Among the speakers who joined Manchin on the CERAWeek stage were CEOs and other high-ranking officials from Saudi Aramco, ExxonMobil, PG&E, ConocoPhillips, the Carlyle Group, Edison, Shell, Chevron, several U.S. senators and executive cabinet members, oh, right, and the secretary-general of OPEC. That audience lapped up what he was peddling like cats into the cream.
Those are his people. Not you, not me, and certainly not Earth herself. There is no longer even the meanest shadow of a chance he can be persuaded to relent on his anti-climate crusade; at CERAWeek, Manchin was newly bathed in the blood of the lamb (oil, that is), and promptly hit the kill switch on one of Biden’s climate-concerned nominees. There is no mystery to it any longer, if there ever was to begin with.
Manchin, Manchin, Manchin.
Joe Manchin, with the help of inscrutable vandals like Kyrsten Sinema, spent all of last year laboring to dismember President Biden’s two signature pieces of legislation: the infrastructure bill and the Build Back Better Act. Both had substantial funding for climate action until Manchin got hold of them. He didn’t like the cost, no, it’s the deficit, no, it’s not bipartisan enough, no, no, no, no and furthermore no.

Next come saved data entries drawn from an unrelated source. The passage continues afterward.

//! Dynamic values held in shared state, task payloads and algorithm parameters

use crate::error::{SwarmError, SwarmResult};
use serde::{Deserialize, Serialize};
use std::collections::BTreeMap;

/// Tagged value with arbitrary nesting
///
/// Serializes untagged, so a value round-trips through JSON as the plain
/// JSON shape (`null`, `true`, `3`, `2.5`, `"x"`, `[..]`, `{..}`).
#[derive(Debug, Clone, PartialEq, Default, Serialize, Deserialize)]
#[serde(untagged)]
pub enum StateValue {
    /// Absent value
    #[default]
    Null,
    /// Boolean value
    Boolean(bool),
    /// Integer value
    Integer(i64),
    /// Floating point value
    Float(f64),
    /// String value
    String(String),
    /// Ordered sequence of values
    Sequence(Vec<StateValue>),
    /// Nested map with deterministic key order
    Map(BTreeMap<String, StateValue>),
}

impl StateValue {
    /// Build a map value from key/value pairs
    pub fn map<K, V, I>(entries: I) -> Self
    where
        K: Into<String>,
        V: Into<StateValue>,
        I: IntoIterator<Item = (K, V)>,
    {
        StateValue::Map(
            entries
                .into_iter()
                .map(|(k, v)| (k.into(), v.into()))
                .collect(),
        )
    }

    pub fn is_null(&self) -> bool {
        matches!(self, StateValue::Null)
    }

    pub fn as_str(&self) -> Option<&str> {
        match self {
            StateValue::String(s) => Some(s),
            _ => None,
        }
    }

    pub fn as_i64(&self) -> Option<i64> {
        match self {
            StateValue::Integer(i) => Some(*i),
            _ => None,
        }
    }

    /// Numeric view, widening integers
    pub fn as_f64(&self) -> Option<f64> {
        match self {
            StateValue::Float(f) => Some(*f),
            StateValue::Integer(i) => Some(*i as f64),
            _ => None,
        }
    }

    pub fn as_bool(&self) -> Option<bool> {
        match self {
            StateValue::Boolean(b) => Some(*b),
            _ => None,
        }
    }

    pub fn as_sequence(&self) -> Option<&[StateValue]> {
        match self {
            StateValue::Sequence(items) => Some(items),
            _ => None,
        }
    }

    pub fn as_map(&self) -> Option<&BTreeMap<String, StateValue>> {
        match self {
            StateValue::Map(map) => Some(map),
            _ => None,
        }
    }

    /// Look up a key when this value is a map
    pub fn get(&self, key: &str) -> Option<&StateValue> {
        self.as_map().and_then(|map| map.get(key))
    }

    /// Whether every float inside the value is finite
    ///
    /// JSON has no NaN or infinity, so non-finite floats would come back as
    /// `null` from a checkpoint or record.
    pub fn is_finite(&self) -> bool {
        match self {
            StateValue::Float(f) => f.is_finite(),
            StateValue::Sequence(items) => items.iter().all(StateValue::is_finite),
            StateValue::Map(map) => map.values().all(StateValue::is_finite),
            _ => true,
        }
    }

    /// Reject values that cannot round-trip through JSON
    pub fn ensure_finite(&self, key: &str) -> SwarmResult<()> {
        if self.is_finite() {
            Ok(())
        } else {
            Err(SwarmError::InvalidValue {
                key: key.to_string(),
                reason: "NaN and infinite floats are not storable".to_string(),
            })
        }
    }

    /// Short name of the variant, used in error messages
    pub fn kind(&self) -> &'static str {
        match self {
            StateValue::Null => "null",
            StateValue::Boolean(_) => "boolean",
            StateValue::Integer(_) => "integer",
            StateValue::Float(_) => "float",
            StateValue::String(_) => "string",
            StateValue::Sequence(_) => "sequence",
            StateValue::Map(_) => "map",
        }
    }
}

impl From<bool> for StateValue {
    fn from(value: bool) -> Self {
        StateValue::Boolean(value)
    }
}

impl From<i64> for StateValue {
    fn from(value: i64) -> Self {
        StateValue::Integer(value)
    }
}

impl From<i32> for StateValue {
    fn from(value: i32) -> Self {
        StateValue::Integer(value.into())
    }
}

impl From<u32> for StateValue {
    fn from(value: u32) -> Self {
        StateValue::Integer(value.into())
    }
}

impl From<f64> for StateValue {
    fn from(value: f64) -> Self {
        StateValue::Float(value)
    }
}

impl From<&str> for StateValue {
    fn from(value: &str) -> Self {
        StateValue::String(value.to_string())
    }
}

impl From<String> for StateValue {
    fn from(value: String) -> Self {
        StateValue::String(value)
    }
}

impl<T: Into<StateValue>> From<Vec<T>> for StateValue {
    fn from(values: Vec<T>) -> Self {
        StateValue::Sequence(values.into_iter().map(Into::into).collect())
    }
}

impl From<BTreeMap<String, StateValue>> for StateValue {
    fn from(map: BTreeMap<String, StateValue>) -> Self {
        StateValue::Map(map)
    }
}

impl<T: Into<StateValue>> From<Option<T>> for StateValue {
    fn from(value: Option<T>) -> Self {
        value.map_or(StateValue::Null, Into::into)
    }
}

impl From<serde_json::Value> for StateValue {
    fn from(value: serde_json::Value) -> Self {
        match value {
            serde_json::Value::Null => StateValue::Null,
            serde_json::Value::Bool(b) => StateValue::Boolean(b),
            serde_json::Value::Number(n) => {
                if let Some(i) = n.as_i64() {
                    StateValue::Integer(i)
                } else {
                    // u64 above i64::MAX lands here too
                    StateValue::Float(n.as_f64().unwrap_or(f64::NAN))
                }
            }
            serde_json::Value::String(s) => StateValue::String(s),
            serde_json::Value::Array(arr) => {
                StateValue::Sequence(arr.into_iter().map(StateValue::from).collect())
            }
            serde_json::Value::Object(obj) => StateValue::Map(
                obj.into_iter()
                    .map(|(k, v)| (k, StateValue::from(v)))
                    .collect(),
            ),
        }
    }
}

impl From<StateValue> for serde_json::Value {
    fn from(value: StateValue) -> Self {
        match value {
            StateValue::Null => serde_json::Value::Null,
            StateValue::Boolean(b) => serde_json::Value::Bool(b),
            StateValue::Integer(i) => serde_json::Value::from(i),
            StateValue::Float(f) => serde_json::Number::from_f64(f)
                .map(serde_json::Value::Number)
                .unwrap_or(serde_json::Value::Null),
            StateValue::String(s) => serde_json::Value::String(s),
            StateValue::Sequence(items) => {
                serde_json::Value::Array(items.into_iter().map(Into::into).collect())
            }
            StateValue::Map(map) => serde_json::Value::Object(
                map.into_iter().map(|(k, v)| (k, v.into())).collect(),
            ),
        }
    }
}

#[cfg(test)]
mod tests {
    use super::*;
    use serde_json::json;

    #[test]
    fn test_nested_value_from_json() {
        let value = StateValue::from(json!({
            "type": "optimize",
            "bounds": [[0.0, 1.0], [-5, 5]],
            "iterations": 20,
            "enabled": true,
            "note": null,
        }));

        assert_eq!(value.get("type").and_then(StateValue::as_str), Some("optimize"));
        assert_eq!(value.get("iterations").and_then(StateValue::as_i64), Some(20));
        assert_eq!(value.get("enabled").and_then(StateValue::as_bool), Some(true));
        assert!(value.get("note").map(StateValue::is_null).unwrap_or(false));

        let bounds = value.get("bounds").and_then(StateValue::as_sequence).unwrap();
        assert_eq!(bounds.len(), 2);
        assert_eq!(bounds[1].as_sequence().unwrap()[0].as_f64(), Some(-5.0));
    }

    #[test]
    fn test_serializes_as_plain_json() {
        let value = StateValue::map([
            ("a", StateValue::from(1)),
            ("b", StateValue::from(2.5)),
            ("c", StateValue::from(vec!["x", "y"])),
        ]);
        let text = serde_json::to_string(&value).unwrap();
        assert_eq!(text, r#"{"a":1,"b":2.5,"c":["x","y"]}"#);

        let back: StateValue = serde_json::from_str(&text).unwrap();
        assert_eq!(back, value);
    }

    #[test]
    fn test_whole_float_stays_float() {
        let back: StateValue = serde_json::from_str("2.0").unwrap();
        assert_eq!(back, StateValue::Float(2.0));
        let back: StateValue = serde_json::from_str("2").unwrap();
        assert_eq!(back, StateValue::Integer(2));
    }

    #[test]
    fn test_non_finite_floats_rejected() {
        assert!(StateValue::from(1.5).ensure_finite("x").is_ok());
        let nested = StateValue::map([("inner", StateValue::from(vec![1.0, f64::NAN]))]);
        assert!(!nested.is_finite());
        assert!(matches!(
            nested.ensure_finite("weights"),
            Err(SwarmError::InvalidValue { key, .. }) if key == "weights"
        ));
        assert!(StateValue::from(f64::NEG_INFINITY).ensure_finite("x").is_err());
    }
}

Over and over, the Congressional Progressive Caucus attempted to come up with novel ways to appease his “concerns,” only to have him move the goal posts once again. In the end, the infrastructure bill passed with only a fraction of its climate policies intact, and the Build Back Better Act hovers half-baked in congressional rewrite purgatory — although signs are afoot that it may soon reemerge with a new name.
Now, the Raskin nomination is smashed, and by equating electric cars to the gas lines of the 1970s, Manchin has made it abundantly clear that none of this climate shit is getting past him while he’s the goalie.
It’s time to set sights on the goalie.
Make him and his fathomless intransigence a top political issue. Staple it to his forehead every time a California town burns to the ground or a Missouri hamlet becomes so much detritus flowing downstream on the latest Mississippi River flood tide. When the farms fail and the peaks of the Sierras are bare of snow, say the name again and again: Manchin, Manchin, goddamn Manchin.
The senator from West Virginia must have his reckoning.